» Task prompt
From the data below, return all lines holding the string "author".

_ _ _ _ _ _ _

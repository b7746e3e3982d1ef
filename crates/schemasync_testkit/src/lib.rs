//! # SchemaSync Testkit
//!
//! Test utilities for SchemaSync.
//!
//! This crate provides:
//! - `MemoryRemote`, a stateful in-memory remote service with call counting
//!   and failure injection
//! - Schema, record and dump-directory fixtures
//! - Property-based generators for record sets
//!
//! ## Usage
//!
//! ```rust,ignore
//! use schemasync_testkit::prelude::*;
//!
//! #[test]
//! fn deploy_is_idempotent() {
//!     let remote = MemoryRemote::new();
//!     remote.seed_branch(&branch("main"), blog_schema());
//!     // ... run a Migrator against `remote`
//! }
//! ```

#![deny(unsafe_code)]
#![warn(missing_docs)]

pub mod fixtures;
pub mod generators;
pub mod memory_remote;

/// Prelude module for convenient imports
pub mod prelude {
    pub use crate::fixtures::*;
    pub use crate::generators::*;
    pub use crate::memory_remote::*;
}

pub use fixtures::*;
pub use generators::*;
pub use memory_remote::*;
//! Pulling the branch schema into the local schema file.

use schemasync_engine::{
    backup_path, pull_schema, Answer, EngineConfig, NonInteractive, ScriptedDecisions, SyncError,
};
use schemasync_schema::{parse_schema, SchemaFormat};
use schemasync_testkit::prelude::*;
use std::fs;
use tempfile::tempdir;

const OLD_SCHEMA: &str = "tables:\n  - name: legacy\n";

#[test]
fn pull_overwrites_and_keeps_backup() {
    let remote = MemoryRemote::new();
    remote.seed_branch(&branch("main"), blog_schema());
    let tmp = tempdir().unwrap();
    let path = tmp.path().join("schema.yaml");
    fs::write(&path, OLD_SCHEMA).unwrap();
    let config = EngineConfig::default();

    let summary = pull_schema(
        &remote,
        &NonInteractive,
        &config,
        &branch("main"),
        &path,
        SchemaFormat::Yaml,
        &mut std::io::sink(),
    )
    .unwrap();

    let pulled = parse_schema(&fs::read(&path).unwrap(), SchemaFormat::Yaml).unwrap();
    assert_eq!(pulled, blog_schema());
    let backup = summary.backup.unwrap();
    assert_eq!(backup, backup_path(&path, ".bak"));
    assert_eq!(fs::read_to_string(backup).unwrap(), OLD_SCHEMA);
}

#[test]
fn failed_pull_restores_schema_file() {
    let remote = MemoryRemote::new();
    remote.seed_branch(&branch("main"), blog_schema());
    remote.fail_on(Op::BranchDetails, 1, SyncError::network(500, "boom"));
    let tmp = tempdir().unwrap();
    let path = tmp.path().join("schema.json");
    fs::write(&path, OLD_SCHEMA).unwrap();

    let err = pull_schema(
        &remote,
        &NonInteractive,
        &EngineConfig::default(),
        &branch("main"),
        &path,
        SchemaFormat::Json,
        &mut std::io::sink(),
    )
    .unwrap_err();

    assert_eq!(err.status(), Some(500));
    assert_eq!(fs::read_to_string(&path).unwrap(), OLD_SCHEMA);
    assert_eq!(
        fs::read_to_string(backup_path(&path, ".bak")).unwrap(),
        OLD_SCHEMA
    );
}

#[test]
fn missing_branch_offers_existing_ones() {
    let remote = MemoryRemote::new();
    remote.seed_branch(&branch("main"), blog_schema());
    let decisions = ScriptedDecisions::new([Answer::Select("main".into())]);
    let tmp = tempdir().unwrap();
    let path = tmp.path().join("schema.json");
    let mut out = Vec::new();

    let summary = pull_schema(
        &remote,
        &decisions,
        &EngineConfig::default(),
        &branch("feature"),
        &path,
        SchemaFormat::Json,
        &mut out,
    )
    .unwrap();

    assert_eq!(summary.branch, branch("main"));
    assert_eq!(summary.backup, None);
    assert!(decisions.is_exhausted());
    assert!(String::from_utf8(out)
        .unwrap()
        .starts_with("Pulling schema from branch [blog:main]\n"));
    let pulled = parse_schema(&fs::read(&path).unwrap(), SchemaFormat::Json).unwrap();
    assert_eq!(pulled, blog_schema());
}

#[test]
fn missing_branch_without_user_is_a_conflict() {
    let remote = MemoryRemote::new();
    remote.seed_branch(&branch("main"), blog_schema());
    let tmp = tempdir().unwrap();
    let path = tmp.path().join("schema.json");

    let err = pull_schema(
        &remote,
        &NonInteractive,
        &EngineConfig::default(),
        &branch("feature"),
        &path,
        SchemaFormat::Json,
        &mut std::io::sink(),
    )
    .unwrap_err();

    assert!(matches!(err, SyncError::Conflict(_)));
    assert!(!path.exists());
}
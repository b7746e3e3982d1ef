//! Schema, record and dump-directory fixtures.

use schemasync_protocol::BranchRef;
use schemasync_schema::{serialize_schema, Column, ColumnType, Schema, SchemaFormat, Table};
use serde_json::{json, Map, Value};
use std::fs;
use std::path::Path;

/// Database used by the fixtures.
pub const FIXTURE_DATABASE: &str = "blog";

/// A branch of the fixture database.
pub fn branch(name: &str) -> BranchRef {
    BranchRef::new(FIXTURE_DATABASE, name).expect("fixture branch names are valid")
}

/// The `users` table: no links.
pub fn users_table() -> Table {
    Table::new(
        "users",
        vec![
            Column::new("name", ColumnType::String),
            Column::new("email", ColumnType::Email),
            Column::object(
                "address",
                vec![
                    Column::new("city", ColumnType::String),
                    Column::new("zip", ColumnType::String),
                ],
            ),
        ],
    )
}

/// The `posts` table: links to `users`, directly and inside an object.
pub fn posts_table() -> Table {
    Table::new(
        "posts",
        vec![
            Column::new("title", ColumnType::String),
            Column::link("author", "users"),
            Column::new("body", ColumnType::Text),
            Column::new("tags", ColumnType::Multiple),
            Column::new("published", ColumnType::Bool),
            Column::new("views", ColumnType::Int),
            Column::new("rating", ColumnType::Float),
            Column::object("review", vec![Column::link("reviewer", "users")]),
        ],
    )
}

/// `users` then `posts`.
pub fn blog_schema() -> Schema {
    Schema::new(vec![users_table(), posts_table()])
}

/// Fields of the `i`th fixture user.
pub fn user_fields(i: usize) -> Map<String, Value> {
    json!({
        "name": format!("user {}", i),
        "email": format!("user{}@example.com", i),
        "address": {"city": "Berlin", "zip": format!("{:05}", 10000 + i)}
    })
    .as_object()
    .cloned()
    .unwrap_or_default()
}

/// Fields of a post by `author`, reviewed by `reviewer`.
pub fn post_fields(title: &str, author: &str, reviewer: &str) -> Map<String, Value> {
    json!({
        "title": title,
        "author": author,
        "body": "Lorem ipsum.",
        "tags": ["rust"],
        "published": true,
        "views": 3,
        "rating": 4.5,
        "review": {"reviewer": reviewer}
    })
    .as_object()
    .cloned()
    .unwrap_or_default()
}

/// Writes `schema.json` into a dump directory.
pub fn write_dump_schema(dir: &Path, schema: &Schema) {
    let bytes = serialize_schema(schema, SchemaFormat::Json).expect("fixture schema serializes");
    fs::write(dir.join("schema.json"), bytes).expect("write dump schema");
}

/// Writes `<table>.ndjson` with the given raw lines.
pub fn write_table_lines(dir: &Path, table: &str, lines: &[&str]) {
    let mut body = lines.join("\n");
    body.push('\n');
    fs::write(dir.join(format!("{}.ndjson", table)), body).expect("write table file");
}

_ _ _ _ _ _ _

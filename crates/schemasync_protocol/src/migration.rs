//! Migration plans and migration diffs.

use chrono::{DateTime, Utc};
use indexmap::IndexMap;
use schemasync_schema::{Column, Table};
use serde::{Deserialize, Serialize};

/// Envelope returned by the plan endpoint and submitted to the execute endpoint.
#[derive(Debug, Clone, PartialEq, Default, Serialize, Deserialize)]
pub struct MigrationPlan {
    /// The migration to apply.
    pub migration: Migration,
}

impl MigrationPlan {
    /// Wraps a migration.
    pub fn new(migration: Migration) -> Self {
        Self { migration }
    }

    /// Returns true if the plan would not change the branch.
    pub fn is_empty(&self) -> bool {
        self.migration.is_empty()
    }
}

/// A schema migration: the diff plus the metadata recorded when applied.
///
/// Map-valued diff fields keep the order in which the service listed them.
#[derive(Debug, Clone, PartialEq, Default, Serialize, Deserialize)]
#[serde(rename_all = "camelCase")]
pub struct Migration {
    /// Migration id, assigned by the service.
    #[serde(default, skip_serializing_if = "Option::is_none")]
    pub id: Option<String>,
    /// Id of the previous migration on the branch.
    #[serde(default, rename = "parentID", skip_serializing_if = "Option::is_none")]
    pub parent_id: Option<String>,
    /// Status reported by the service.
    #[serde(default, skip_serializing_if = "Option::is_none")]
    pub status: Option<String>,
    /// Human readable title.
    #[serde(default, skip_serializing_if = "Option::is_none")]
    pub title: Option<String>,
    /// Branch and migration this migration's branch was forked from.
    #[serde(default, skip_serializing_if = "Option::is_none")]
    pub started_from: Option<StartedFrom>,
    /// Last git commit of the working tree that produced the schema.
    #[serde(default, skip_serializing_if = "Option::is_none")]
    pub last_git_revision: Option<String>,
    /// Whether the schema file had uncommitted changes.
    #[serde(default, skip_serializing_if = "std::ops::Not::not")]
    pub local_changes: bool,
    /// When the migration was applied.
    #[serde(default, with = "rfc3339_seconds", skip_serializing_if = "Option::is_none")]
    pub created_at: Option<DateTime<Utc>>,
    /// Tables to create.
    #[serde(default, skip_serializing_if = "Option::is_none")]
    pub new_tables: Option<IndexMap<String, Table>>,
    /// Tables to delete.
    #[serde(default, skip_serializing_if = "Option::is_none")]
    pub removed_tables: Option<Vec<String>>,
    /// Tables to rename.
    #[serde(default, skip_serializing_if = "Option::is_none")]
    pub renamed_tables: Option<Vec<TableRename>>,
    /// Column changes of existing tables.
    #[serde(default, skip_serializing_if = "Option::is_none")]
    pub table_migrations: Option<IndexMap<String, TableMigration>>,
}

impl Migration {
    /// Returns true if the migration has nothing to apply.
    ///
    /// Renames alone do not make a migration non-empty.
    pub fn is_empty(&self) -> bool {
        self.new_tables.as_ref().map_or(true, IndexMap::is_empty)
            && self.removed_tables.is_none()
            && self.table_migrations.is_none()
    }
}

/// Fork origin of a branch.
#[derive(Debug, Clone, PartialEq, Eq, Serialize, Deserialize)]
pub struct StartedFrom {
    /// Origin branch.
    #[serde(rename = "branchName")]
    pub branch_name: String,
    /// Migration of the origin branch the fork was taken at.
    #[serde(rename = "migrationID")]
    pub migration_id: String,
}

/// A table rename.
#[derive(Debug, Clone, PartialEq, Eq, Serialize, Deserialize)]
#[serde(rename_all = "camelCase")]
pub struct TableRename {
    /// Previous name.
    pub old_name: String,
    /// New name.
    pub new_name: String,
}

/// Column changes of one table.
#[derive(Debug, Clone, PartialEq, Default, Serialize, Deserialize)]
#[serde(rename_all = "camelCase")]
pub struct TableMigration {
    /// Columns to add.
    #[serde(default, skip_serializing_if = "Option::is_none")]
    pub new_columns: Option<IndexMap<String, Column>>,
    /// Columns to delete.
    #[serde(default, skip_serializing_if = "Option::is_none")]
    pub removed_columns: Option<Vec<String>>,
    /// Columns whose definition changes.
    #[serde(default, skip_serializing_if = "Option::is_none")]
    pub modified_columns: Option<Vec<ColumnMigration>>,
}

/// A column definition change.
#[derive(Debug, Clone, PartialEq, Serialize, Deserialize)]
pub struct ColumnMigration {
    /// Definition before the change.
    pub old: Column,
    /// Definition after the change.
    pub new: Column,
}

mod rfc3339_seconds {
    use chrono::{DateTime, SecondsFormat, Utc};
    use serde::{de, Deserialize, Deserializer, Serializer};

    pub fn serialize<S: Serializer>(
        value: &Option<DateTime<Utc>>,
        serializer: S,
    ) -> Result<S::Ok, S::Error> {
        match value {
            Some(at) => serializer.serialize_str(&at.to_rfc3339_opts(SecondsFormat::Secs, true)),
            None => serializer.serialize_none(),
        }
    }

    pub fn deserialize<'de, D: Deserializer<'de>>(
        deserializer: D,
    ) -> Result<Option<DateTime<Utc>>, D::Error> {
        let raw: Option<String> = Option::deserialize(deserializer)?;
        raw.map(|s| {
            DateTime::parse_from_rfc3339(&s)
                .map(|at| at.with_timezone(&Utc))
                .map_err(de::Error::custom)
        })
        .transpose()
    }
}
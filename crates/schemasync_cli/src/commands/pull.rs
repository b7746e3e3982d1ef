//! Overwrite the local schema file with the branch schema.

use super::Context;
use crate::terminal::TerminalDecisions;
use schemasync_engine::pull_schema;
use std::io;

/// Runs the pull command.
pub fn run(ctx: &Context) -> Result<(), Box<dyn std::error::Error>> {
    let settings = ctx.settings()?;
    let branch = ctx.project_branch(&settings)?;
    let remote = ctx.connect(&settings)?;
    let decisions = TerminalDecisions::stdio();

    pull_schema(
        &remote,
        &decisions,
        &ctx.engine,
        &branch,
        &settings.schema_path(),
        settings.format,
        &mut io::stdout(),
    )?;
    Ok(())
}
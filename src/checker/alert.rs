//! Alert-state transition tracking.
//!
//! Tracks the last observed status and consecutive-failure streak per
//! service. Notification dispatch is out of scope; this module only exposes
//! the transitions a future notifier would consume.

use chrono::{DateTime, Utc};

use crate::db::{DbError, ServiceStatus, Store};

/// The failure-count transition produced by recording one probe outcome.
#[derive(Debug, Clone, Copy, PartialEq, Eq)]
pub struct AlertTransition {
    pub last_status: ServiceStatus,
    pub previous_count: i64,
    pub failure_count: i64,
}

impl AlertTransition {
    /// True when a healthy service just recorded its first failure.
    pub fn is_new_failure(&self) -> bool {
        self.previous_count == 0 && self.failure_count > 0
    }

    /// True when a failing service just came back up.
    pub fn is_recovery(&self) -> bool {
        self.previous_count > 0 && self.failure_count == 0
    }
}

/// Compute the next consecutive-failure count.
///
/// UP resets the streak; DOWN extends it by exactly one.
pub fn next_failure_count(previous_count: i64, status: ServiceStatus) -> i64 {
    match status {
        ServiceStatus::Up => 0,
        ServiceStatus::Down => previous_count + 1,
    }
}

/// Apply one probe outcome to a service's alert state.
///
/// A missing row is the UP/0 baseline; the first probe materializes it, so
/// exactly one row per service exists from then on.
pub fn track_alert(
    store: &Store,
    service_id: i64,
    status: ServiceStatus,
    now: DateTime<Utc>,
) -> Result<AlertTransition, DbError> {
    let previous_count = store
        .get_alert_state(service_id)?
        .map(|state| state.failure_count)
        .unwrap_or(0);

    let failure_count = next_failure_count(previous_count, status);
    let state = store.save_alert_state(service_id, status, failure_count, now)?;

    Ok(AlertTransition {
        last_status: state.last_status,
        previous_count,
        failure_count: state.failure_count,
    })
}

_ _ _ _ _ _ _

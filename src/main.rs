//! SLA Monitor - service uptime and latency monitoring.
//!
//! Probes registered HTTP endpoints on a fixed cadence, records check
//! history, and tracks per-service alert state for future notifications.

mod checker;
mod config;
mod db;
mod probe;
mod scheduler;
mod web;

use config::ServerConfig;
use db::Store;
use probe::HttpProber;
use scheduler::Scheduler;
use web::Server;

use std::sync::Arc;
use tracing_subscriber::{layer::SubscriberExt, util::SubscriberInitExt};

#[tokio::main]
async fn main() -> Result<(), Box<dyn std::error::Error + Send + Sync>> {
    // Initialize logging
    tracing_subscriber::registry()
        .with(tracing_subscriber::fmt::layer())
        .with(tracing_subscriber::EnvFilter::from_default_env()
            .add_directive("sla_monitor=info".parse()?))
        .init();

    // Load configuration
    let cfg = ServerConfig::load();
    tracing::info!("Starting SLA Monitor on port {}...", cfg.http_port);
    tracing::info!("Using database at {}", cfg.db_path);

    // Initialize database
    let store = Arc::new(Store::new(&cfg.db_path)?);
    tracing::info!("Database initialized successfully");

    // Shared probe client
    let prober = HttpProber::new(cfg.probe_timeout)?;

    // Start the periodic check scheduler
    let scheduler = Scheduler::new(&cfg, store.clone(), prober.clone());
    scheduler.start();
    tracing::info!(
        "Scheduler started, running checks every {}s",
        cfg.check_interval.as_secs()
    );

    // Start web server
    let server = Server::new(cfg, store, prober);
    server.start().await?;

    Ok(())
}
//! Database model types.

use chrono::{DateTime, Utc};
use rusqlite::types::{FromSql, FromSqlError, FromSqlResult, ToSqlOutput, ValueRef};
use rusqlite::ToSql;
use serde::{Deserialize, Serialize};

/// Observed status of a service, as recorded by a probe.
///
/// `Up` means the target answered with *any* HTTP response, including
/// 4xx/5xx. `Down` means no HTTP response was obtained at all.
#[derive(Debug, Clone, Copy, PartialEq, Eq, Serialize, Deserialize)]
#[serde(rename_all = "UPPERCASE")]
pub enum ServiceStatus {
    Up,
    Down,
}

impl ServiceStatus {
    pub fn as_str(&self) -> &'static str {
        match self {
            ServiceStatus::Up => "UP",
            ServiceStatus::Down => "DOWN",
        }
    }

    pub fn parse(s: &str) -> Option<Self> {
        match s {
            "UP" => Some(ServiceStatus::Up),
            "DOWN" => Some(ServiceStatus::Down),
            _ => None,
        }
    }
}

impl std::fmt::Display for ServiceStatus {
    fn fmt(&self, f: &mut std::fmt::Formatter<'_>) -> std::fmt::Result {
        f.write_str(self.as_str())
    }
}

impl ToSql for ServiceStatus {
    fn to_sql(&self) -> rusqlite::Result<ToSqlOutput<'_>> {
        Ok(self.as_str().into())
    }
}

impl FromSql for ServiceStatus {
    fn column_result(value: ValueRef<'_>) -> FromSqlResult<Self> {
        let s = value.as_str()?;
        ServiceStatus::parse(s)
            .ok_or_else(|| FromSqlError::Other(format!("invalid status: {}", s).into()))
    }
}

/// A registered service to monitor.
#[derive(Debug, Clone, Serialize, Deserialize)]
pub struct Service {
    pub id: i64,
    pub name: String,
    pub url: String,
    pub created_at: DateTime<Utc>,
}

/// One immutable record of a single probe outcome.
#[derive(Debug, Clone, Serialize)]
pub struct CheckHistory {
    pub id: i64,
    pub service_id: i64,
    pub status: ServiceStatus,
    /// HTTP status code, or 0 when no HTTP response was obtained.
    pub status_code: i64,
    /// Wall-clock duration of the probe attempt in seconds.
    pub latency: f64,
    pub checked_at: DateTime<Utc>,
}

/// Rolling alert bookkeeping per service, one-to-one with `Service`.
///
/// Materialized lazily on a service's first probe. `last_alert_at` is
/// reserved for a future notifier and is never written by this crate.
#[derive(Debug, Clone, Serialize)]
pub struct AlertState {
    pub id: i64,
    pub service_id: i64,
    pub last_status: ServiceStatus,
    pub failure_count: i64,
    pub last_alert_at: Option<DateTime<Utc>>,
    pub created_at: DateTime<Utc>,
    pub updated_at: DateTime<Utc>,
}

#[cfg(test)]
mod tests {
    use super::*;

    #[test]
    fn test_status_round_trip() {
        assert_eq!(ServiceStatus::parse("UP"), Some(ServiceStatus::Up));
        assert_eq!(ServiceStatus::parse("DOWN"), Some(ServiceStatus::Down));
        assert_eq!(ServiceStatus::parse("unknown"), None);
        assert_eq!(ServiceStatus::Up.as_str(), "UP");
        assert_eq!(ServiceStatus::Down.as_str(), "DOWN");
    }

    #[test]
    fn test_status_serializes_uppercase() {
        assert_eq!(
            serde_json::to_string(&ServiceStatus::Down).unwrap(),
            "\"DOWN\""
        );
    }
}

_ _ _ _ _ _ _

» Answer to the problem
            Column::link("author", "users"),
/// Fields of a post by `author`, reviewed by `reviewer`.
pub fn post_fields(title: &str, author: &str, reviewer: &str) -> Map<String, Value> {
        "author": author,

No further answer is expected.